The chemicals kill fast-growing cells including hair, bone marrow, digestive tract, and others and it is in these areas that side effects usually occur.

Side effects of chemotherapy can range from mild to extreme.

Almost everyone undergoing chemotherapy has some hair loss. Some may choose to wear wigs or other headcoverings during treatment, but if you’re comfortable without hair that’s OK, too!

Many people experience nausea, fatigue, sleeplessness, periods of hyperactivity, irritability, and/or depression. If the symptoms interfere with your quality of life alert your medical team. They can help.

Premenopausal women may experience premature menopause symptoms as a side effect. Talk with your oncologist and your OB/GYN.

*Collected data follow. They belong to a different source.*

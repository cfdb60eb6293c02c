//! Many oblivious transfers in one round trip.
//!
//! The receiver sends every tuple in one message and the sender answers all
//! of them in one message. At the semi-honest level every instance is keyed
//! with the same sender exponent `r`, so `g^r` is computed and sent once.
//! The quadruple levels randomize each instance separately. A bad tuple in
//! any instance aborts the whole batch.

use super::{
    knowledge,
    messages::{
        ReceiverPairBatchMsg, ReceiverQuadrupleBatchMsg, SenderPairBatchMsg,
        SenderQuadrupleBatchMsg, SenderQuadrupleMsg,
    },
    single::check_group,
    tuple::{self, ReceiverPair, ReceiverQuadruple, SenderQuadruple},
    Payload, SecurityLevel,
};
use crate::{config::ProtocolConfig, errors::Error};
use dlog::{AbstractChannel, DlogGroup, MessageChannel};
use rand::{CryptoRng, Rng};
use std::marker::PhantomData;

fn check_count(expected: usize, got: usize, what: &str) -> Result<(), Error> {
    if expected != got {
        log::warn!("expected {} {}, peer sent {}", expected, what, got);
        return Err(Error::CheatDetected(format!(
            "expected {} {}, got {}",
            expected, what, got
        )));
    }
    Ok(())
}

/// Batched oblivious transfer sender.
#[derive(Clone, Debug)]
pub struct BatchOtSender<G, S, P> {
    group: G,
    config: ProtocolConfig,
    _marker: PhantomData<(S, P)>,
}

impl<G: DlogGroup, S: SecurityLevel, P: Payload<G>> BatchOtSender<G, S, P> {
    /// Create a sender over `group`; see [`OtSender::new`](super::OtSender::new).
    pub fn new(group: &G, config: ProtocolConfig) -> Result<Self, Error> {
        check_group::<G, S>(group, &config)?;
        Ok(Self {
            group: group.clone(),
            config,
            _marker: PhantomData,
        })
    }

    /// Transfer one value of each pair in `inputs`.
    pub fn transfer<C: AbstractChannel, R: Rng + CryptoRng>(
        &mut self,
        channel: &mut C,
        inputs: &[(P, P)],
        rng: &mut R,
    ) -> Result<(), Error> {
        let group = &self.group;
        for (x0, x1) in inputs.iter() {
            P::validate_pair(x0, x1, group)?;
        }
        if inputs.is_empty() {
            return Ok(());
        }
        if S::QUADRUPLE {
            let msg: ReceiverQuadrupleBatchMsg = channel.receive_message()?;
            check_count(inputs.len(), msg.tuples.len(), "quadruples")?;
            let tuples = msg
                .tuples
                .iter()
                .map(|t| SenderQuadruple::from_message(group, t))
                .collect::<Result<Vec<_>, Error>>()?;
            if S::PROVES_KNOWLEDGE {
                let xs: Vec<_> = tuples.iter().map(|t| t.x.clone()).collect();
                knowledge::verify_exponents(group, &self.config, channel, &xs, rng)?;
            }
            let masks = tuples
                .iter()
                .zip(inputs.iter())
                .map(|(t, (x0, x1))| {
                    let (w0, k0) = t.side(group, false, rng);
                    let (w1, k1) = t.side(group, true, rng);
                    Ok(SenderQuadrupleMsg {
                        w0: group.encode(&w0),
                        c0: x0.mask(group, &k0)?,
                        w1: group.encode(&w1),
                        c1: x1.mask(group, &k1)?,
                    })
                })
                .collect::<Result<Vec<_>, Error>>()?;
            channel.send_message(&SenderQuadrupleBatchMsg { masks })?;
        } else {
            let msg: ReceiverPairBatchMsg = channel.receive_message()?;
            check_count(inputs.len(), msg.tuples.len(), "pairs")?;
            let pairs = msg
                .tuples
                .iter()
                .map(|t| tuple::sender_pair(group, t))
                .collect::<Result<Vec<_>, Error>>()?;
            let r = group.random_scalar(rng);
            let masked = pairs
                .iter()
                .zip(inputs.iter())
                .map(|((h0, h1), (x0, x1))| {
                    Ok((
                        x0.mask(group, &group.exponentiate(h0, &r))?,
                        x1.mask(group, &group.exponentiate(h1, &r))?,
                    ))
                })
                .collect::<Result<Vec<_>, Error>>()?;
            channel.send_message(&SenderPairBatchMsg {
                u: group.encode(&group.exponentiate_generator(&r)),
                masked,
            })?;
        }
        log::debug!(
            "{} batch sender: {} masked pairs sent",
            S::NAME,
            inputs.len()
        );
        Ok(())
    }
}

/// Batched oblivious transfer receiver.
#[derive(Clone, Debug)]
pub struct BatchOtReceiver<G, S, P> {
    group: G,
    config: ProtocolConfig,
    _marker: PhantomData<(S, P)>,
}

impl<G: DlogGroup, S: SecurityLevel, P: Payload<G>> BatchOtReceiver<G, S, P> {
    /// Create a receiver over `group`; see [`OtSender::new`](super::OtSender::new).
    pub fn new(group: &G, config: ProtocolConfig) -> Result<Self, Error> {
        check_group::<G, S>(group, &config)?;
        Ok(Self {
            group: group.clone(),
            config,
            _marker: PhantomData,
        })
    }

    /// Obtain, for every choice bit, the value on the chosen side.
    pub fn transfer<C: AbstractChannel, R: Rng + CryptoRng>(
        &mut self,
        channel: &mut C,
        choices: &[bool],
        rng: &mut R,
    ) -> Result<Vec<P>, Error> {
        let group = &self.group;
        if choices.is_empty() {
            return Ok(Vec::new());
        }
        if S::QUADRUPLE {
            let tuples: Vec<_> = choices
                .iter()
                .map(|&sigma| ReceiverQuadruple::sample(group, sigma, rng))
                .collect();
            channel.send_message(&ReceiverQuadrupleBatchMsg {
                tuples: tuples.iter().map(|t| t.message(group)).collect(),
            })?;
            log::debug!("{} batch receiver: {} quadruples sent", S::NAME, tuples.len());
            if S::PROVES_KNOWLEDGE {
                let xs: Vec<_> = tuples.iter().map(|t| t.x.clone()).collect();
                let alphas: Vec<_> = tuples.iter().map(|t| t.alpha.clone()).collect();
                knowledge::prove_exponents(group, &self.config, channel, &xs, &alphas, rng)?;
            }
            let msg: SenderQuadrupleBatchMsg = channel.receive_message()?;
            check_count(choices.len(), msg.masks.len(), "answers")?;
            let mut keyed = Vec::with_capacity(choices.len());
            for (answer, (tuple, &sigma)) in msg.masks.iter().zip(tuples.iter().zip(choices)) {
                let (w0, w1) = tuple::receiver_quadruple_answer(group, answer)?;
                P::check_masked_pair(&answer.c0, &answer.c1, group)?;
                let (w, c) = if sigma {
                    (w1, &answer.c1)
                } else {
                    (w0, &answer.c0)
                };
                keyed.push((c, tuple.key(group, &w)));
            }
            keyed
                .into_iter()
                .map(|(c, k)| P::unmask(c, group, &k))
                .collect()
        } else {
            let tuples: Vec<_> = choices
                .iter()
                .map(|&sigma| ReceiverPair::sample(group, sigma, rng))
                .collect();
            channel.send_message(&ReceiverPairBatchMsg {
                tuples: tuples.iter().map(|t| t.message(group)).collect(),
            })?;
            log::debug!("{} batch receiver: {} pairs sent", S::NAME, tuples.len());
            let msg: SenderPairBatchMsg = channel.receive_message()?;
            check_count(choices.len(), msg.masked.len(), "answers")?;
            let u = tuple::decode_member(group, &msg.u, "u")?;
            for (c0, c1) in msg.masked.iter() {
                P::check_masked_pair(c0, c1, group)?;
            }
            msg.masked
                .iter()
                .zip(tuples.iter().zip(choices))
                .map(|((c0, c1), (tuple, &sigma))| {
                    let c = if sigma { c1 } else { c0 };
                    P::unmask(c, group, &tuple.key(group, &u))
                })
                .collect()
        }
    }
}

Your immune system is dependent on your bone marrow cells and they will be affected by chemotherapy. Your immune system will be depressed during and after chemotherapy and you should take prudent precautions.

Women may find themselves particularly susceptible to vaginal and urinary tract infections during chemotherapy. Talk with your doctor about prophylactic medications. Read about sex and cancer.

Chemotherapy is usually administered in a doctor’s office or clinic. The most common method is through an IV, however, long-term chemotherapy sometimes requires the insertion of a "port" or "heplock" which remains in your body for the duration of your treatments.

Chemotherapy is a fast moving field of medical treatment. You should feel comfortable talking with your oncologist about any new developments, medicines, or clinical trials. Also read about financial assistance.

Chemosensitive testing (also known as Cell Culture Drug Resistance Testing - CCDRT or In Vitro Drug Sensitivity Testing for Patients with Cancer - DST) is a fairly new procedure whereby a piece of the patient's tumor is surgically removed, sent to a special laboratory and then exposed to different chemotherapy drugs to determine which type of chemotherapy will be most effective. The procedure is not without controversy.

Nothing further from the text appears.